> [ACTIVITY]
From the first line of the records below through the line containing "#[from(DiscordError)]", copy everything exactly and nothing more.

> [GIVEN INFORMATION]
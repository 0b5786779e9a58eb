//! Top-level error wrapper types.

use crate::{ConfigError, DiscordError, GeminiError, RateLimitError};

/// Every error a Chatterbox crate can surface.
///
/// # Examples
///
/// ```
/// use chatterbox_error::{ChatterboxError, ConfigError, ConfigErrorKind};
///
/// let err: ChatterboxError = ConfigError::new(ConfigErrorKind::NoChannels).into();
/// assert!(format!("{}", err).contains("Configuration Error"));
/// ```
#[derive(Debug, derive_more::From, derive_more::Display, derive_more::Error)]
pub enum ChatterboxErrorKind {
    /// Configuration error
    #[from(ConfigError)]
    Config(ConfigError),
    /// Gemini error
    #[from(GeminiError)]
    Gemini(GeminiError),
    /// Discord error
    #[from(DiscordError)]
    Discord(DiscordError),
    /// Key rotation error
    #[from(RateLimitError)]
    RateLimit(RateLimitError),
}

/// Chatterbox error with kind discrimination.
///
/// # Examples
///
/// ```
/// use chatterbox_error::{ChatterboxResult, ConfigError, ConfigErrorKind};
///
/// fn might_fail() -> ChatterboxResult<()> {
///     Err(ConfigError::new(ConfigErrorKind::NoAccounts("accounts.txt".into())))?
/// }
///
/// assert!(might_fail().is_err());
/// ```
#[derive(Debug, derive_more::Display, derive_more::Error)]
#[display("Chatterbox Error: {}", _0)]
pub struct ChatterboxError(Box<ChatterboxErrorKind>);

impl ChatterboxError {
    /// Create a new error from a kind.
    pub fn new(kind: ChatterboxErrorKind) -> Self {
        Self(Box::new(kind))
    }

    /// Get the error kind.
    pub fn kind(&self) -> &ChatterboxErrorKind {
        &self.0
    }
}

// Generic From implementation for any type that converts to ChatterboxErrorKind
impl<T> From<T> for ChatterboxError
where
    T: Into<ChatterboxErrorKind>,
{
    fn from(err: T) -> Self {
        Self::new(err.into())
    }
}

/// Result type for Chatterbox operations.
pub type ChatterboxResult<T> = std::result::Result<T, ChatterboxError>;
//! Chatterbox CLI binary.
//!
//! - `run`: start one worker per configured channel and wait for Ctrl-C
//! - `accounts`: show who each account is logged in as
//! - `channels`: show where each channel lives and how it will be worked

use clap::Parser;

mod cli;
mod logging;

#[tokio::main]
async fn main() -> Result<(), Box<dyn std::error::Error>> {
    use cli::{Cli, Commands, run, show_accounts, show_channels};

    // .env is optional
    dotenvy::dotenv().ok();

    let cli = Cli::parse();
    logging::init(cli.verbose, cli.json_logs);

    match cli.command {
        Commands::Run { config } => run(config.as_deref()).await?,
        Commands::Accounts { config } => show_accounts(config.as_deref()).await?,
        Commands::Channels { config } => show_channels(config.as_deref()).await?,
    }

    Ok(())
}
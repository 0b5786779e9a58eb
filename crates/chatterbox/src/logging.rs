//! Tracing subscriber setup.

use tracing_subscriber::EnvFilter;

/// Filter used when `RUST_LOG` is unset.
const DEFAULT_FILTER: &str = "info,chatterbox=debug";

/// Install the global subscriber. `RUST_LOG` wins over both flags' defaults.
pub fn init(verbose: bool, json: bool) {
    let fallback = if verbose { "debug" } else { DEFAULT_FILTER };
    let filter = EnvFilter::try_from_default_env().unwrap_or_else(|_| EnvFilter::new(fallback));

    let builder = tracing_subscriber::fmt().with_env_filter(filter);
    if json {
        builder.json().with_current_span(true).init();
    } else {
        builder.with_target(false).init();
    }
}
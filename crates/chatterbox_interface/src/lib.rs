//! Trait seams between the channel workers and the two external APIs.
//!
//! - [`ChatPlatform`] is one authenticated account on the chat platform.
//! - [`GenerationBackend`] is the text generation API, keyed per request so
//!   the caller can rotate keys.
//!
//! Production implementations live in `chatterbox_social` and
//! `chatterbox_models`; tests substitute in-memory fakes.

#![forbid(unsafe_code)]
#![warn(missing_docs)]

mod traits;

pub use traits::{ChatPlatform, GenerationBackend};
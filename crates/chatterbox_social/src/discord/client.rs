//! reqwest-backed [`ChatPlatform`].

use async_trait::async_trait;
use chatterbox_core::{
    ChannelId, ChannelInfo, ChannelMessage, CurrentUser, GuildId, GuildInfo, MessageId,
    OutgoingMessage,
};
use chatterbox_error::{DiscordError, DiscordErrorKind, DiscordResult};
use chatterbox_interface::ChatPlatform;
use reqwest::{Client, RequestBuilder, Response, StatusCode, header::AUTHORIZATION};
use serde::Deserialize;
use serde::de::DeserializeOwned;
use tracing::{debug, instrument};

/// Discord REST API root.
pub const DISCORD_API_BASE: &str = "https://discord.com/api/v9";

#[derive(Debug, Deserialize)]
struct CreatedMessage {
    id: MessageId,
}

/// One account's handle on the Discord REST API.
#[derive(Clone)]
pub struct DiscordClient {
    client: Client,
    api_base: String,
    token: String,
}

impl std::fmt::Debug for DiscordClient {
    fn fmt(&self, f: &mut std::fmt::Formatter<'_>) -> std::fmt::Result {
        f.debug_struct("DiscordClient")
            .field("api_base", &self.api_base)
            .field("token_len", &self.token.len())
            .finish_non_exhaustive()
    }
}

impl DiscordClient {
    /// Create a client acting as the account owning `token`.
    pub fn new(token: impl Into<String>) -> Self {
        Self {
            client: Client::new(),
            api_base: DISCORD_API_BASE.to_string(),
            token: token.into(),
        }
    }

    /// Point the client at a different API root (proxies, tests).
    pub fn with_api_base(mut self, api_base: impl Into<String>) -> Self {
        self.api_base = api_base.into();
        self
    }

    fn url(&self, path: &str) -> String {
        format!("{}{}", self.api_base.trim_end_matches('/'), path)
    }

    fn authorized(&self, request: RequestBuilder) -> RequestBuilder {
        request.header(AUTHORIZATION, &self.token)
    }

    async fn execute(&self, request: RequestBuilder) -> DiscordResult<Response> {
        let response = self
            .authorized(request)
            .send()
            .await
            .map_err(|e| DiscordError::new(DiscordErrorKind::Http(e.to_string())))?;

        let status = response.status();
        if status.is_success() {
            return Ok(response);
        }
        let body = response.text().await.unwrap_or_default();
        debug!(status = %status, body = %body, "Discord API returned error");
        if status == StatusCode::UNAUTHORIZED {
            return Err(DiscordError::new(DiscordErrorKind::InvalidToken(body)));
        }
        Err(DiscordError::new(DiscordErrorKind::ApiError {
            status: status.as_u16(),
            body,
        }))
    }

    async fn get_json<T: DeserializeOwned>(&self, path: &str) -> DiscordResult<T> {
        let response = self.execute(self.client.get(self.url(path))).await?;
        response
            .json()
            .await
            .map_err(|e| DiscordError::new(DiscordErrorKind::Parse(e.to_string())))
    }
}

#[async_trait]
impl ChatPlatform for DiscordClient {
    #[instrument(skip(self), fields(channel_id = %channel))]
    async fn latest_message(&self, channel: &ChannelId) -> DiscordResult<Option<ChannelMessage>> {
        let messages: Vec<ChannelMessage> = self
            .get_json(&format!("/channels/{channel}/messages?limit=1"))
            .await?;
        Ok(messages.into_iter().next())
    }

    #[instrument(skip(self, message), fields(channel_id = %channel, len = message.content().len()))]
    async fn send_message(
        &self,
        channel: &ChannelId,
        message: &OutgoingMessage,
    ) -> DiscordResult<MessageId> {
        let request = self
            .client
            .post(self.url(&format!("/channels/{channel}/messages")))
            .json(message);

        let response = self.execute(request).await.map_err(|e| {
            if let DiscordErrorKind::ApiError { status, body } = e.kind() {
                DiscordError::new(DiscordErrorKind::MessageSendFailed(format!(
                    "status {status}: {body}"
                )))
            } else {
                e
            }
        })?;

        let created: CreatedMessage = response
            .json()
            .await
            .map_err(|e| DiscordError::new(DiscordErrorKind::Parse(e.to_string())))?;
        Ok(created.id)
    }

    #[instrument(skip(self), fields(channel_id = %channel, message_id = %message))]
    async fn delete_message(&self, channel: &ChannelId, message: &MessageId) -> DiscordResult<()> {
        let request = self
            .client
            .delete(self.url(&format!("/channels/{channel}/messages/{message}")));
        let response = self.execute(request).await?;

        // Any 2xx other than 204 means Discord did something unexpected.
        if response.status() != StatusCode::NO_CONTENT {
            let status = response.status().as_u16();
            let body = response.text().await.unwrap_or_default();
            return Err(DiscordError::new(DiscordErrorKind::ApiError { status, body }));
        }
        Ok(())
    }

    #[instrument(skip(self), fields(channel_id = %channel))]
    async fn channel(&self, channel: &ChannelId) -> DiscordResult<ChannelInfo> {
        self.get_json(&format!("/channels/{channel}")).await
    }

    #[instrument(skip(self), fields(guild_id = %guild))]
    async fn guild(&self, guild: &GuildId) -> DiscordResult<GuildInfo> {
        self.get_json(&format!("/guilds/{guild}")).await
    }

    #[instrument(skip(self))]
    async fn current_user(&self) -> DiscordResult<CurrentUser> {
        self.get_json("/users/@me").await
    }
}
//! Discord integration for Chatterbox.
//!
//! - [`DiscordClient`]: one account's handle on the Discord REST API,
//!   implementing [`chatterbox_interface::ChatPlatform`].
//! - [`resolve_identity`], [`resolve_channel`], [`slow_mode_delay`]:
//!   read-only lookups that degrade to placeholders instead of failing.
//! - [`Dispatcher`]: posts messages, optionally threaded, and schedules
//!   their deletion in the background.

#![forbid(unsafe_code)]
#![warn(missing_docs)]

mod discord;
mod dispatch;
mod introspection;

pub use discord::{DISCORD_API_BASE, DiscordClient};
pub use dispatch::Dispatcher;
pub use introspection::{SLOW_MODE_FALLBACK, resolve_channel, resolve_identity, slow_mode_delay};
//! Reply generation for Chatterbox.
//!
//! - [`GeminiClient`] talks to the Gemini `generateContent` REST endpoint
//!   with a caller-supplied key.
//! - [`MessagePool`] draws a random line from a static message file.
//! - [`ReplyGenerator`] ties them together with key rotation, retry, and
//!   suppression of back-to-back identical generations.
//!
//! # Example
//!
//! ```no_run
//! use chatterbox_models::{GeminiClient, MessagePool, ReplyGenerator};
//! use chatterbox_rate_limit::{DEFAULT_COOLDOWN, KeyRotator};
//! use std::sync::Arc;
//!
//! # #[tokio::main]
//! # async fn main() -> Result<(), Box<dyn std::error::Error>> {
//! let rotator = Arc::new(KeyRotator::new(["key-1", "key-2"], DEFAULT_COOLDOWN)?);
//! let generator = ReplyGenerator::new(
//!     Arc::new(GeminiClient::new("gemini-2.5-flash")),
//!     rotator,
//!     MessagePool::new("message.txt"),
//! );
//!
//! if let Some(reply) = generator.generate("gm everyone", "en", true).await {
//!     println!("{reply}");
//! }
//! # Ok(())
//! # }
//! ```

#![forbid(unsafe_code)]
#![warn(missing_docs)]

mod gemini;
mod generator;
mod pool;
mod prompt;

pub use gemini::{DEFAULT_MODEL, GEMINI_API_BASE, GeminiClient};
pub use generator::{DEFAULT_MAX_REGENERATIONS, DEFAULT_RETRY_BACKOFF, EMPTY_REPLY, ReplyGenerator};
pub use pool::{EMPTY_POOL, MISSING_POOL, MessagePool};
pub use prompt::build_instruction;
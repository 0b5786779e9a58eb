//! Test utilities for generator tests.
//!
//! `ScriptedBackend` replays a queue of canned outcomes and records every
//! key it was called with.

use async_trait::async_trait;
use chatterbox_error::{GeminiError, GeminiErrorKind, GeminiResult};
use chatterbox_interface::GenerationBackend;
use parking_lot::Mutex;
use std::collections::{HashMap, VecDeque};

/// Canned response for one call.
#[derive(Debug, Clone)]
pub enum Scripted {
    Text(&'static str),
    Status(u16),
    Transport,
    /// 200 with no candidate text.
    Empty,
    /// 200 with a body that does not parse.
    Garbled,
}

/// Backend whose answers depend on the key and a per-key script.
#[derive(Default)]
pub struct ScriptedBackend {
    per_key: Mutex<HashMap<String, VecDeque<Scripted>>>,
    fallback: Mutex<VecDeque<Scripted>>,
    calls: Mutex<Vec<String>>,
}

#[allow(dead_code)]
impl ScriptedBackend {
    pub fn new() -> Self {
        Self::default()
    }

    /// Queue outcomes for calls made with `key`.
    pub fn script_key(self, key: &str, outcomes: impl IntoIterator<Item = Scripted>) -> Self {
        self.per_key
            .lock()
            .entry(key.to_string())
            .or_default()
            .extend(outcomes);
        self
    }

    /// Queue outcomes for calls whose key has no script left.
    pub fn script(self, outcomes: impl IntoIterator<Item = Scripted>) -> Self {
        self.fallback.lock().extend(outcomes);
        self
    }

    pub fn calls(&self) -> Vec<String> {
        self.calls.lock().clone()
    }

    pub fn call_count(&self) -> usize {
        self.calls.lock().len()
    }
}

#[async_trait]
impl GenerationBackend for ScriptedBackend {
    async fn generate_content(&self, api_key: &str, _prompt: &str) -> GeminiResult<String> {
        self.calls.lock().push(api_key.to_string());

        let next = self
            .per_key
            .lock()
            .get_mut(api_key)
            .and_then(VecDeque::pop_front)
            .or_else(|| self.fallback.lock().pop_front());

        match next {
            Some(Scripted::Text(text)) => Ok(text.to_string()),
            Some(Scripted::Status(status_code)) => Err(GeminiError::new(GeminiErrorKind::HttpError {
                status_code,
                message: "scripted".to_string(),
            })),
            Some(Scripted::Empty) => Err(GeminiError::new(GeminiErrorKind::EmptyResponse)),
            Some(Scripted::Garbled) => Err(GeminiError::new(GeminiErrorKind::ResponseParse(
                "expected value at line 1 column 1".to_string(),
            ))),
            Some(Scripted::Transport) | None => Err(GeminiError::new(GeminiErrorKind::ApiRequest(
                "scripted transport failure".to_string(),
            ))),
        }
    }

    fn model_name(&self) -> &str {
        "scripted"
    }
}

> [SOLUTION FOR THIS TASK]
repository 0b5786779e9a58eb
//! Top-level error wrapper types.

use crate::{ConfigError, DiscordError, GeminiError, RateLimitError};

/// Every error a Chatterbox crate can surface.
///
/// # Examples
///
/// ```
/// use chatterbox_error::{ChatterboxError, ConfigError, ConfigErrorKind};
///
/// let err: ChatterboxError = ConfigError::new(ConfigErrorKind::NoChannels).into();
/// assert!(format!("{}", err).contains("Configuration Error"));
/// ```
#[derive(Debug, derive_more::From, derive_more::Display, derive_more::Error)]
pub enum ChatterboxErrorKind {
    /// Configuration error
    #[from(ConfigError)]
    Config(ConfigError),
    /// Gemini error
    #[from(GeminiError)]
    Gemini(GeminiError),
    /// Discord error
    #[from(DiscordError)]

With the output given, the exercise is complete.